En esta novela, Raabe se sirve como narrador de un anciano que va anotando en su diario lo que ve desde su buhardilla, situada en una callejuela del Berlín de mediados del XIX. Las personas que van apareciendo al otro lado del cristal le traen nostálgicos recuerdos, que le llevan a sentirse muy poca cosa en un mundo que va cambiando.
Con gran agilidad literaria, Raabe lleva a buen puerto esta sugestiva mezcla de descripciones costumbristas y evocaciones nostálgicas, con las que esboza las ideas que impregnarán toda su producción literaria: la amargura, la muerte, el paso del tiempo… como temas centrales, pero aliviados por la comprensión y la ternura hacia el ser humano.
Raabe hace este análisis de la condición humana a través de un grupo reducido de figuras modestas, muy normales, que se desenvuelven en un escenario extremadamente pequeño. Este planteamiento, típico de casi todas sus obras, responde en cierto modo a su propio modo de ser. De hecho, a medida que sus novelas comenzaron a difundirse por Alemania, Raabe tendió a encerrarse en sí mismo, a buscar una soledad voluntaria que le llevó a huir de las ciudades populosas.
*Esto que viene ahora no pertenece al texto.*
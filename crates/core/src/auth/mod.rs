//! Credential lifecycle
//!
//! ```text
//!   login() ──► Authorizing ──► complete_login(code) ──► Exchanging
//!                                                          │
//!                          identity + upsert ok ◄──────────┤
//!                                   │                      └─► LocalOnly (parked)
//!                                   ▼                              │
//!   get_usable_token() ──► RemoteResident ◄── Migrating ◄──────────┘
//!                              │     ▲
//!                        stale ▼     │ ok
//!                           Refreshing ──► Failed
//! ```
//!
//! Consumers only ever call [`CredentialLifecycleManager::get_usable_token`]
//! (or the [`AccessTokenProvider`](ports::AccessTokenProvider) impl) plus
//! `login`/`complete_login`/`log_out` at session boundaries.

pub mod errors;
pub mod events;
pub mod manager;
pub mod memory;
pub mod ports;
pub mod session;

pub use errors::AuthError;
pub use events::AuthEvent;
pub use manager::CredentialLifecycleManager;
pub use memory::{InMemoryCredentialRepository, InMemoryLocalStore, StaticIdentityResolver};
pub use session::{SessionContext, SessionState};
El propio Raabe reconoce en este libro que lo que describe «puede ser un mundo pletórico de interés para el escritor y un mundo inundado de aburrimiento para el extraño, para el intruso en cuyas manos puedan caer estas páginas».
Sin duda, se trata de una opción literaria singular, por su falta de ilación narrativa. Pero el sentimiento que pone Raabe al llevarla a cabo logra dar vida a estos cuadros impresionistas, casi carentes de acción.